Prediction and Evaluation

Accuracy Score

xgb_score = xgb_model.score(X_test, y_test)
xgb_score

Which produced 0.7820 accuracy score

ROC AUC Score

y_pred_proba = xgb_model.predict_proba(X_test)[::,1]
xgb_roc_auc = roc_auc_score(y_test, y_pred_proba)
print('XGBoost ROC AUC Score:')
print(xgb_roc_auc)

Produced 0.8655 ROC AUC score, with its curve

import matplotlib.pyplot as plt
from sklearn.metrics import roc_curve, roc_auc_score

# Assuming you've already calculated y_pred_proba and xgb_roc_auc as in your code

# Calculate the ROC curve points
fpr, tpr, thresholds = roc_curve(y_test, y_pred_proba)

# Plot the ROC curve
plt.figure(figsize=(8, 6))
plt.plot(fpr, tpr, color='blue', label=f'ROC Curve (AUC = {xgb_roc_auc:.3f})')
plt.plot([0, 1], [0, 1], color='red', linestyle='--', label='Random Classifier')
plt.xlim([0.0, 1.0])
plt.ylim([0.0, 1.05])
plt.xlabel('False Positive Rate')
plt.ylabel('True Positive Rate')
plt.title('XGBoost (Full Features) ROC Curve')
plt.legend(loc="lower right")
plt.grid(True)

# Show the plot
plt.show()

# Print the AUC score
print(f'XGBoost ROC AUC Score: {xgb_roc_auc:.3f}')

CrossValidation

num_folds = 5
stratified_kfold = StratifiedKFold(n_splits=num_folds, shuffle=True, random_state=42)
xgb_cv_results = cross_val_score(xgb_model, X_train, y_train, cv=stratified_kfold, scoring='roc_auc', n_jobs=-1)

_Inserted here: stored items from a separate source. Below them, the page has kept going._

//! Terminal setup and restoration

use crossterm::{
    cursor,
    terminal::{disable_raw_mode, enable_raw_mode, EnterAlternateScreen, LeaveAlternateScreen},
    ExecutableCommand,
};
use ratatui::prelude::*;
use std::io::{self, stdout, Stdout};

/// Terminal wrapper that handles setup and cleanup
pub struct Tui {
    terminal: Terminal<CrosstermBackend<Stdout>>,
}

impl Tui {
    /// Create a new terminal instance
    pub fn new() -> io::Result<Self> {
        let terminal = Terminal::new(CrosstermBackend::new(stdout()))?;
        Ok(Self { terminal })
    }

    /// Enter raw mode and alternate screen
    pub fn enter(&mut self) -> io::Result<()> {
        enable_raw_mode()?;
        stdout().execute(EnterAlternateScreen)?;
        stdout().execute(cursor::Hide)?;
        self.terminal.clear()?;
        Ok(())
    }

    /// Exit raw mode and restore terminal
    pub fn exit(&mut self) -> io::Result<()> {
        stdout().execute(cursor::Show)?;
        stdout().execute(LeaveAlternateScreen)?;
        disable_raw_mode()?;
        Ok(())
    }

    /// Draw the UI
    pub fn draw<F>(&mut self, f: F) -> io::Result<()>
    where
        F: FnOnce(&mut Frame),
    {
        self.terminal.draw(f)?;
        Ok(())
    }
}

impl Drop for Tui {
    fn drop(&mut self) {
        let _ = self.exit();
    }
}
//! UI rendering using ratatui
//!
//! Single-screen layout: header with bag count, the board row with its
//! bonus labels, the rack, the score/error lines, and a key legend.

use crate::app::App;
use crate::game::Bonus;
use ratatui::{
    prelude::*,
    widgets::{Block, Borders, Paragraph},
};

/// Render the whole game screen.
pub fn render(frame: &mut Frame, app: &App) {
    let area = frame.area();

    let layout = Layout::default()
        .direction(Direction::Vertical)
        .constraints([
            Constraint::Length(3), // Header: title, bag count
            Constraint::Length(4), // Board row + bonus labels
            Constraint::Length(3), // Rack
            Constraint::Length(3), // Scores, error, slot hint
            Constraint::Min(0),    // Remaining space
            Constraint::Length(1), // Footer
        ])
        .margin(1)
        .split(area);

    render_header(frame, layout[0], app);
    render_board(frame, layout[1], app);
    render_rack(frame, layout[2], app);
    render_status(frame, layout[3], app);
    render_footer(frame, layout[5]);
}

/// Render the header: logo left, bag count right
fn render_header(frame: &mut Frame, area: Rect, app: &App) {
    let block = Block::default()
        .borders(Borders::BOTTOM)
        .border_style(Style::default().fg(Color::DarkGray));

    let inner = block.inner(area);
    frame.render_widget(block, area);

    let header_layout = Layout::default()
        .direction(Direction::Horizontal)
        .constraints([
            Constraint::Length(12), // Logo
            Constraint::Min(10),    // Bag count
        ])
        .split(inner);

    let logo = Paragraph::new("TILE ROW")
        .style(Style::default().fg(Color::Yellow).bold())
        .alignment(Alignment::Left);
    frame.render_widget(logo, header_layout[0]);

    let bag = Paragraph::new(format!("Bag: {} tiles", app.session.bag_remaining()))
        .style(Style::default().fg(Color::DarkGray))
        .alignment(Alignment::Right);
    frame.render_widget(bag, header_layout[1]);
}

/// Render the 15 slots with their bonus labels, cursor highlighted
fn render_board(frame: &mut Frame, area: Rect, app: &App) {
    let board = app.session.board();

    let mut slot_spans: Vec<Span> = Vec::new();
    let mut label_spans: Vec<Span> = Vec::new();

    for (i, slot) in board.slots().iter().enumerate() {
        let cell = match slot.tile() {
            Some(tile) => format!("[{}]", tile.letter),
            None => "[ ]".to_string(),
        };

        let mut style = match slot.bonus() {
            Bonus::DoubleWord | Bonus::TripleWord => Style::default().fg(Color::Magenta),
            Bonus::DoubleLetter | Bonus::TripleLetter => Style::default().fg(Color::Cyan),
            Bonus::None => Style::default().fg(Color::White),
        };
        if i == app.cursor {
            style = style.bg(Color::DarkGray).bold();
        }

        slot_spans.push(Span::styled(cell, style));
        slot_spans.push(Span::raw(" "));

        let short = match slot.bonus() {
            Bonus::DoubleWord => "DW",
            Bonus::TripleWord => "TW",
            Bonus::DoubleLetter => "DL",
            Bonus::TripleLetter => "TL",
            Bonus::None => "",
        };
        label_spans.push(Span::styled(
            format!("{:<4}", short),
            Style::default().fg(Color::DarkGray),
        ));
    }

    let lines = vec![Line::from(slot_spans), Line::from(label_spans)];
    let widget = Paragraph::new(lines).block(
        Block::default()
            .borders(Borders::ALL)
            .border_style(Style::default().fg(Color::DarkGray))
            .title("Board"),
    );
    frame.render_widget(widget, area);
}

/// Render the rack with the selected tile highlighted
fn render_rack(frame: &mut Frame, area: Rect, app: &App) {
    let rack = app.session.rack();

    let line = if rack.is_empty() {
        Line::from(Span::styled(
            "(rack empty)",
            Style::default().fg(Color::DarkGray),
        ))
    } else {
        let mut spans: Vec<Span> = Vec::new();
        for (i, tile) in rack.iter().enumerate() {
            let style = if i == app.selected {
                Style::default().fg(Color::Yellow).bold()
            } else {
                Style::default().fg(Color::White)
            };
            spans.push(Span::styled(format!("[{} {}]", tile.letter, tile.value), style));
            spans.push(Span::raw(" "));
        }
        Line::from(spans)
    };

    let widget = Paragraph::new(line).block(
        Block::default()
            .borders(Borders::ALL)
            .border_style(Style::default().fg(Color::DarkGray))
            .title("Rack"),
    );
    frame.render_widget(widget, area);
}

/// Render live/total score, the transient error, and the cursor slot hint
fn render_status(frame: &mut Frame, area: Rect, app: &App) {
    let status_layout = Layout::default()
        .direction(Direction::Vertical)
        .constraints([
            Constraint::Length(1), // Scores
            Constraint::Length(1), // Error
            Constraint::Length(1), // Slot hint
        ])
        .split(area);

    let scores = Line::from(vec![
        Span::styled(
            format!("Score: {}", app.session.live_score()),
            Style::default().fg(Color::Magenta).bold(),
        ),
        Span::raw("    "),
        Span::styled(
            format!("Total Score: {}", app.session.total_score()),
            Style::default().fg(Color::Yellow),
        ),
    ]);
    frame.render_widget(Paragraph::new(scores), status_layout[0]);

    let error = Paragraph::new(app.session.error_message().unwrap_or(""))
        .style(Style::default().fg(Color::Red));
    frame.render_widget(error, status_layout[1]);

    let bonus = app.session.board().bonus(app.cursor);
    let hint = if bonus.label().is_empty() {
        format!("Slot {}", app.cursor)
    } else {
        format!("Slot {} ({})", app.cursor, bonus.label())
    };
    let hint_widget = Paragraph::new(hint).style(Style::default().fg(Color::DarkGray));
    frame.render_widget(hint_widget, status_layout[2]);
}

/// Render the key legend
fn render_footer(frame: &mut Frame, area: Rect) {
    let footer =
        Paragraph::new("←→ Slot  ↑↓ Tile  Space Place  Enter Submit  R Reset  Esc Quit")
            .style(Style::default().fg(Color::DarkGray))
            .alignment(Alignment::Center);
    frame.render_widget(footer, area);
}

print('XGBoost Cross Validation Results:')
for i, cv_score in enumerate(xgb_cv_results):
    print(f'Fold {i+1}: {cv_score}')
    
print(f'Average score: {xgb_cv_results.mean()}')
print(f'Score standard deviation: {xgb_cv_results.std()}')

Classification Report

xgb_report = classification_report(y_test, xgb_pred)
print('XGBoost Classification Report:')
print(xgb_report)

LightGBM

Training

lgbc_model = lgb.LGBMClassifier(random_state=42, boosting_type='gbdt', learning_rate=0.1, max_depth=6, n_estimators=256, verbose=-1)
lgbc_model.fit(X_train, y_train)

Prediction and Evaluation

Accuracy Score

lgbc_score = lgbc_model.score(X_test, y_test)
lgbc_score

Which produced 0.7805 accuracy score

ROC AUC Score

y_pred_proba = lgbc_model.predict_proba(X_test)[::,1]
lgb_roc_auc = roc_auc_score(y_test, y_pred_proba)
print("LightGBM ROC AUC Score:")
print(lgb_roc_auc)

Produced 0.8640 ROC AUC score, with its curve

# Calculate the ROC curve points
fpr, tpr, thresholds = roc_curve(y_test, y_pred_proba)

# Plot the ROC curve
plt.figure(figsize=(8, 6))
plt.plot(fpr, tpr, color='blue', label=f'ROC Curve (AUC = {lgb_roc_auc:.3f})')
plt.plot([0, 1], [0, 1], color='red', linestyle='--', label='Random Classifier')
plt.xlim([0.0, 1.0])
plt.ylim([0.0, 1.05])
plt.xlabel('False Positive Rate')
plt.ylabel('True Positive Rate')
plt.title('LightGBM (Full Features) ROC Curve')
plt.legend(loc="lower right")
plt.grid(True)

# Show the plot
plt.show()

# Print the AUC score
print(f'LightGBM ROC AUC Score: {lgb_roc_auc:.3f}')
# Assuming you've already calculated y_pred_proba and xgb_roc_auc as in your code

CrossValidation

num_folds = 5
stratified_kfold = StratifiedKFold(n_splits=num_folds, shuffle=True, random_state=42)
lgbc_cv_results = cross_val_score(lgbc_model, X_train, y_train, cv=stratified_kfold, scoring='roc_auc', n_jobs=-1)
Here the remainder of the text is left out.